In one of my first posts I covered cartoon and satirical maps in a very general way (here: http://bit.ly/oiUomN). They have a long history, reaching back to the mediaeval period if not beyond, but they gained a new currency in the mid nineteenth-century, with fine examples associated with the Crimean War and the Great Eastern Crisis. As an illustration, here’s an unusual German map from that era, relating to the Second Schleswig War of 1864:
“Jütland under der Herzogthümer richtige Gestalt 1864” is a hand-tinted wood engraving by one S. Israel, published in Hamburg by the Spiro brothers. The ‘correct shape’ of Jutland and the Duchy of Schleswig Holstein is depicted as a Bismarckian Prussian soldier. It was probably separately issued: the text at the top asserts copyright, and although Worldcat throws up a number of other publications by the Spiro firm which are journalistic in tone, there’s nothing which seems likely as a source from which it might have been extracted. The war was a key event on the road to German unification: Schleswig and Holstein were ceded to Prussia and Austria (it was to be the last successful conflict for the Austro-Hungarian Empire).
This kind of map reached its fullest expression during the extraordinary outpouring of patriotic jubilation which greeted the outbreak of World War One - in all the belligerent nations. And it really does seem to have been limited to the beginning of the war, hence the 1914-15 dates in the title of this post. I haven’t spotted anything dated later than 1915, and imagery on the maps themselves, for instance an Uhlan riding down Russian bears, belong to the general euphoria prevalent at the outset of the conflict:
There are no cheeky satirical swipes at the horrors of the Somme, Gallipoli or Kut and one suspects that by 1916 the joke had worn thin. The political situation also reflects the early stages of the war. Most of the maps concentrate on Europe, but the cartoonists often went to great lengths to show how the rest of the world had become embroiled: Indian soldiers wading across the ocean to Britain’s aid, or Japan being reeled in on a fishing line. However, I’ve yet to see one from 1917-1918 which brings in the USA.
This won’t be a comprehensive account of all known Great War satirical maps. I’m going to keep with my usual policy of writing about maps which I have in stock and which I can refer to directly. These maps are no longer easy to come by and in the last few years they have become increasingly sought after, but I have a remarkably good selection at the moment: enough for an overall survey.
Me, with some of the maps, in the shop.
I’ve been asked what the purpose of these maps was, and the answer is straightforward enough: propaganda.
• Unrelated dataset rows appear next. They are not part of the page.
//! libcurl transport: one easy handle per physical attempt.
//!
//! The transfer runs on the blocking pool. Host names are resolved through the
//! shared [`DnsCache`] and pinned with `CURLOPT_RESOLVE`, so curl never does
//! its own lookup for direct connections.

use async_trait::async_trait;
use bytes::Bytes;
use std::net::IpAddr;
use std::str;
use std::sync::Arc;
use std::time::Duration;
use url::{Host, Url};

use super::classify::classify_curl_error;
use super::parse::parse_head;
use super::{Transport, TransportError, TransportErrorKind};
use crate::dns::{DnsCache, LookupOptions};
use crate::proxy::ProxyConfig;
use crate::request::{is_http_url, Method, Request, Response};

/// Per-attempt curl limits.
#[derive(Debug, Clone, Copy)]
pub struct CurlOptions {
    pub connect_timeout: Duration,
    /// Whole-transfer timeout.
    pub timeout: Duration,
}

impl Default for CurlOptions {
    fn default() -> Self {
        Self {
            connect_timeout: Duration::from_secs(15),
            timeout: Duration::from_secs(300),
        }
    }
}

pub struct CurlTransport {
    dns: Arc<DnsCache>,
    proxy: ProxyConfig,
    options: CurlOptions,
}

impl CurlTransport {
    pub fn new(dns: Arc<DnsCache>, proxy: ProxyConfig, options: CurlOptions) -> Self {
        Self {
            dns,
            proxy,
            options,
        }
    }
}

#[async_trait]
impl Transport for CurlTransport {
    async fn send(&self, request: &Request) -> Result<Response, TransportError> {
        if request.cancel.is_cancelled() {
            return Err(TransportError::new(TransportErrorKind::Abort, "request cancelled"));
        }
        if !is_http_url(&request.url) {
            return Err(TransportError::new(
                TransportErrorKind::Escaping,
                format!("refusing non-HTTP URL {}", request.url),
            ));
        }
        check_headers(request)?;

        let proxy = self.proxy.for_url(&request.url).map(str::to_string);
        // A proxy resolves the target itself.
        let resolve = match (&proxy, request.url.host()) {
            (None, Some(Host::Domain(host))) => {
                let port = request.url.port_or_known_default().unwrap_or(80);
                let addrs = self.dns.lookup(host, LookupOptions::default()).await?;
                Some(resolve_entry(host, port, &addrs))
            }
            _ => None,
        };

        let request = request.clone();
        let options = self.options;
        tokio::task::spawn_blocking(move || {
            perform(&request, resolve.as_deref(), proxy.as_deref(), options)
        })
        .await
        .map_err(|e| {
            TransportError::new(TransportErrorKind::Other, format!("transport task join: {}", e))
        })?
    }
}

fn curl_error(e: curl::Error) -> TransportError {
    TransportError::new(classify_curl_error(&e), e.to_string())
}

/// `host:port:addr[,addr...]` as `CURLOPT_RESOLVE` expects it.
fn resolve_entry(host: &str, port: u16, addrs: &[IpAddr]) -> String {
    let addrs: Vec<String> = addrs
        .iter()
        .map(|ip| match ip {
            IpAddr::V4(v4) => v4.to_string(),
            IpAddr::V6(v6) => format!("[{}]", v6),
        })
        .collect();
    format!("{}:{}:{}", host, port, addrs.join(","))
}

/// Reject header fields that would split or corrupt the request head.
fn check_headers(request: &Request) -> Result<(), TransportError> {
    for (name, value) in request.headers.iter() {
        let bad_name = name.is_empty()
            || name
                .bytes()
                .any(|b| b == b':' || b.is_ascii_whitespace() || b.is_ascii_control());
        let bad_value = value.bytes().any(|b| b == b'\r' || b == b'\n' || b == 0);
        if bad_name || bad_value {
            return Err(TransportError::new(
                TransportErrorKind::Escaping,
                format!("invalid characters in header {:?}", name),
            ));
        }
    }
    Ok(())
}

fn perform(
    request: &Request,
    resolve: Option<&str>,
    proxy: Option<&str>,
    options: CurlOptions,
) -> Result<Response, TransportError> {
    let mut easy = curl::easy::Easy::new();
    easy.url(request.url.as_str()).map_err(curl_error)?;

    let body = request.body.as_deref().unwrap_or(&[]);
    match request.method {
        Method::Get => easy.get(true).map_err(curl_error)?,
        Method::Head => easy.nobody(true).map_err(curl_error)?,
        Method::Post => easy.post_fields_copy(body).map_err(curl_error)?,
        other => {
            easy.custom_request(other.as_str()).map_err(curl_error)?;
            if !body.is_empty() {
                easy.post_fields_copy(body).map_err(curl_error)?;
            }
        }
    }

    // Redirects are the redirect middleware's job.
    easy.follow_location(false).map_err(curl_error)?;
    easy.connect_timeout(options.connect_timeout)
        .map_err(curl_error)?;
    easy.timeout(options.timeout).map_err(curl_error)?;
    // Empty string disables curl's own environment proxy lookup.
    easy.proxy(proxy.unwrap_or("")).map_err(curl_error)?;

    if let Some(entry) = resolve {
        let mut list = curl::easy::List::new();
        list.append(entry).map_err(curl_error)?;
        easy.resolve(list).map_err(curl_error)?;
    }

    let mut list = curl::easy::List::new();
    for (name, value) in request.headers.iter() {
        // "Name;" is curl's spelling for a header with an empty value.
        let line = if value.is_empty() {
            format!("{};", name)
        } else {
            format!("{}: {}", name, value)
        };
        list.append(&line).map_err(curl_error)?;
    }
    if !request.headers.is_empty() {
        easy.http_headers(list).map_err(curl_error)?;
    }
    easy.progress(true).map_err(curl_error)?;

    let mut head_lines: Vec<String> = Vec::new();
    let mut body_buf: Vec<u8> = Vec::new();
    let cancel = request.cancel.clone();
    {
        let mut transfer = easy.transfer();
        transfer
            .header_function(|data| {
                if let Ok(s) = str::from_utf8(data) {
                    head_lines.push(s.to_string());
                }
                true
            })
            .map_err(curl_error)?;
        transfer
            .write_function(|data| {
                body_buf.extend_from_slice(data);
                Ok(data.len())
            })
            .map_err(curl_error)?;
        // Returning false aborts the transfer (CURLE_ABORTED_BY_CALLBACK).
        transfer
            .progress_function(|_, _, _, _| !cancel.is_cancelled())
            .map_err(curl_error)?;
        transfer.perform().map_err(curl_error)?;
    }

    let status = easy.response_code().map_err(curl_error)?;
    let url = easy
        .effective_url()
        .ok()
        .flatten()
        .and_then(|u| Url::parse(u).ok())
        .unwrap_or_else(|| request.url.clone());
    let head = parse_head(&head_lines);
    tracing::trace!(%url, status, bytes = body_buf.len(), "transfer complete");

    Ok(Response {
        status: status as u16,
        status_text: head.status_text,
        url,
        headers: head.headers,
        body: Bytes::from(body_buf),
        redirected: false,
    })
}

#[cfg(test)]
mod tests {
    use super::*;

    #[test]
    fn resolve_entry_brackets_ipv6() {
        let addrs: Vec<IpAddr> = vec![
            "192.0.2.7".parse().unwrap(),
            "2001:db8::7".parse().unwrap(),
        ];
        assert_eq!(
            resolve_entry("example.com", 443, &addrs),
            "example.com:443:192.0.2.7,[2001:db8::7]"
        );
    }

    #[test]
    fn header_injection_is_an_escaping_error() {
        let mut req = Request::get(Url::parse("http://example.com/").unwrap());
        req.headers.insert("X-Test", "ok\r\nInjected: 1");
        let err = check_headers(&req).unwrap_err();
        assert_eq!(err.kind, TransportErrorKind::Escaping);

        let mut req = Request::get(Url::parse("http://example.com/").unwrap());
        req.headers.insert("Bad Name", "v");
        assert_eq!(check_headers(&req).unwrap_err().kind, TransportErrorKind::Escaping);
    }

    #[tokio::test]
    async fn non_http_urls_never_reach_curl() {
        let dns = Arc::new(DnsCache::new(crate::dns::HickoryLookup::from_system_conf()));
        let transport = CurlTransport::new(dns, ProxyConfig::none(), CurlOptions::default());
        for raw in ["file:///etc/hostname", "dict://localhost:2628/d:x", "ftp://a.test/"] {
            let req = Request::get(Url::parse(raw).unwrap());
            let err = transport.send(&req).await.unwrap_err();
            assert_eq!(err.kind, TransportErrorKind::Escaping, "{}", raw);
        }
    }

    #[test]
    fn ordinary_headers_pass() {
        let mut req = Request::get(Url::parse("http://example.com/").unwrap());
        req.headers.insert("User-Agent", "rulefetch/0.1");
        req.headers.insert("If-None-Match", "\"abc\"");
        assert!(check_headers(&req).is_ok());
    }
}
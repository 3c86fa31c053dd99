//! Redirect follower.
//!
//! Re-issues the request against `Location` up to a fixed number of hops.
//! Sits inside the retry middleware, so a whole redirect chain counts as one
//! attempt of the logical request.

use async_trait::async_trait;
use url::Url;

use crate::dispatch::{Middleware, Next};
use crate::error::DispatchError;
use crate::request::{is_http_url, Method, Request, Response};

pub const DEFAULT_MAX_REDIRECTIONS: usize = 5;

const REDIRECT_STATUSES: [u16; 6] = [300, 301, 302, 303, 307, 308];

/// Headers that must not leak to another origin.
const CREDENTIAL_HEADERS: [&str; 3] = ["authorization", "cookie", "proxy-authorization"];

/// Headers describing a body that is dropped on a method change.
const BODY_HEADERS: [&str; 4] = [
    "content-type",
    "content-length",
    "content-encoding",
    "content-language",
];

pub struct RedirectMiddleware {
    max_redirections: usize,
}

impl RedirectMiddleware {
    /// `max_redirections == 0` disables following; redirect responses are
    /// returned as they are.
    pub fn new(max_redirections: usize) -> Self {
        Self { max_redirections }
    }
}

impl Default for RedirectMiddleware {
    fn default() -> Self {
        Self::new(DEFAULT_MAX_REDIRECTIONS)
    }
}

#[async_trait]
impl Middleware for RedirectMiddleware {
    async fn attempt(&self, request: Request, next: Next<'_>) -> Result<Response, DispatchError> {
        if self.max_redirections == 0 {
            return next.run(request).await;
        }

        let mut request = request;
        let mut hops = 0usize;
        loop {
            let mut response = next.run(request.clone()).await?;
            let location = match redirect_location(&response) {
                Some(loc) => loc.to_string(),
                None => {
                    response.redirected = hops > 0;
                    return Ok(response);
                }
            };
            if hops >= self.max_redirections {
                return Err(DispatchError::TooManyRedirects {
                    max: self.max_redirections,
                    url: response.url,
                });
            }

            let target = match response.url.join(&location) {
                Ok(target) if is_http_url(&target) => target,
                _ => {
                    return Err(DispatchError::InvalidRedirect {
                        location,
                        url: response.url,
                    })
                }
            };
            hops += 1;
            tracing::debug!(
                from = %request.url,
                to = %target,
                status = response.status,
                hop = hops,
                "following redirect"
            );
            request = follow(request, response.status, target);
        }
    }
}

fn redirect_location(response: &Response) -> Option<&str> {
    if !REDIRECT_STATUSES.contains(&response.status) {
        return None;
    }
    response.header("location").filter(|l| !l.trim().is_empty())
}

/// Request for the next hop: method rewrite per status, credentials dropped
/// across origins.
fn follow(mut request: Request, status: u16, target: Url) -> Request {
    let switch_to_get = match status {
        303 => request.method != Method::Head,
        301 | 302 => request.method == Method::Post,
        _ => false,
    };
    if switch_to_get {
        request.method = Method::Get;
        request.body = None;
        for name in BODY_HEADERS {
            request.headers.remove(name);
        }
    }
    if request.url.origin() != target.origin() {
        for name in CREDENTIAL_HEADERS {
            request.headers.remove(name);
        }
    }
    request.headers.remove("host");
    request.url = target;
    request
}
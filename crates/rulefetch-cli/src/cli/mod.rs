//! CLI for the rulefetch HTTP fetch layer.

mod commands;

use anyhow::Result;
use clap::{Parser, Subcommand, ValueEnum};
use rulefetch_core::config;
use rulefetch_core::dns::AddrFamily;
use rulefetch_core::Method;
use std::path::PathBuf;

use commands::{run_fetch, run_resolve, FetchArgs};

/// Top-level CLI for rulefetch.
#[derive(Debug, Parser)]
#[command(name = "rulefetch")]
#[command(
    about = "rulefetch: resilient HTTP fetches with DNS caching, retries and redirects",
    long_about = None
)]
pub struct Cli {
    #[command(subcommand)]
    pub command: CliCommand,
}

#[derive(Debug, Subcommand)]
pub enum CliCommand {
    /// Fetch a URL and write the body to a file or stdout.
    Fetch {
        /// HTTP/HTTPS URL to fetch.
        url: String,

        /// Write the body here instead of stdout.
        #[arg(short, long, value_name = "FILE")]
        output: Option<PathBuf>,

        /// Extra request header, `Name: value`. Repeatable.
        #[arg(short = 'H', long = "header", value_name = "HEADER")]
        header: Vec<String>,

        /// Request method.
        #[arg(short = 'X', long, default_value = "GET")]
        method: Method,

        /// Override the configured retry count.
        #[arg(long, value_name = "N")]
        max_retries: Option<u32>,

        /// Override the configured first backoff delay.
        #[arg(long, value_name = "MS")]
        min_timeout_ms: Option<u64>,
    },

    /// Resolve a host name through the caching resolver.
    Resolve {
        /// Host name or IP literal.
        host: String,

        /// Address family to keep.
        #[arg(long, value_enum, default_value_t = FamilyArg::Any)]
        family: FamilyArg,
    },
}

#[derive(Debug, Clone, Copy, PartialEq, Eq, ValueEnum)]
pub enum FamilyArg {
    Any,
    V4,
    V6,
}

impl From<FamilyArg> for AddrFamily {
    fn from(arg: FamilyArg) -> Self {
        match arg {
            FamilyArg::Any => AddrFamily::Any,
            FamilyArg::V4 => AddrFamily::V4,
            FamilyArg::V6 => AddrFamily::V6,
        }
    }
}

impl CliCommand {
    pub async fn run_from_args() -> Result<()> {
        let cli = Cli::parse();
        let cfg = config::load_or_init()?;
        tracing::debug!("loaded config: {:?}", cfg);

        match cli.command {
            CliCommand::Fetch {
                url,
                output,
                header,
                method,
                max_retries,
                min_timeout_ms,
            } => {
                let args = FetchArgs {
                    url,
                    output,
                    headers: header,
                    method,
                    max_retries,
                    min_timeout_ms,
                };
                run_fetch(&cfg, args).await?
            }
            CliCommand::Resolve { host, family } => run_resolve(&cfg, &host, family.into()).await?,
        }

        Ok(())
    }
}

#[cfg(test)]
mod tests;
Perhaps ‘morale boosting’ would be a kinder phrase. The language of the maps draws upon national symbols and stereotypes that were readily comprehensible both then and now: British bulldogs, Gallic cockerels, Russian bears … but they can be amazingly intricate, and often throw up a few surprises as well.
They were generally sold sold separately. A price appears on the original printed wrappers for Louis Raemakers’ map, and Walter Trier’s map - which I’ll come onto in a bit - was sold in aid of the Red Cross, priced 30 Pfennigs in the margin.
That brings me to another point: many of the artists were quite well known. Louis Raemaekers was a Dutch cartoonist and therefore, technically, a neutral. He crossed into Belgium in the wake of the German advance and what he saw drove him the create anti-German cartoons of such startling ferocity that the German government pressed the Dutch to put him on trial for compromising Dutch neutrality. He was acquitted but crossed over to London to continue his work. If one has any doubt about how significant this sort of propaganda was thought to be, it’s worth bearing in mind that the German government put a price of 12000 Guilders on Raemaekers head, dead or alive. Here’s his map:
Published in Amsterdam by Senefelder in 1915 the title ‘Het Gekkenhuis (Oud Liedje, Nieuwe Wijs)’ translates roughly as ‘The Lunatic Asylum (Old Song, New Tune)’. That seems fairly appropriate for a neutral observer in a world gone mad. In fact, although neutral Holland is looking on and peacefully pulling on a pipe, he has a revolver handy; unlike Spain and Portugal, which are intent on their own affairs, Holland is watchful, peering over his shoulder at his belligerent neighbour. (Compare it with some of the other takes on Dutch neutrality later on: Lehmann-Dumont shows Holland both as a harmless kitten and as a woman jostled by her neighbours, spilling the coffee she was trying to drink in peace.)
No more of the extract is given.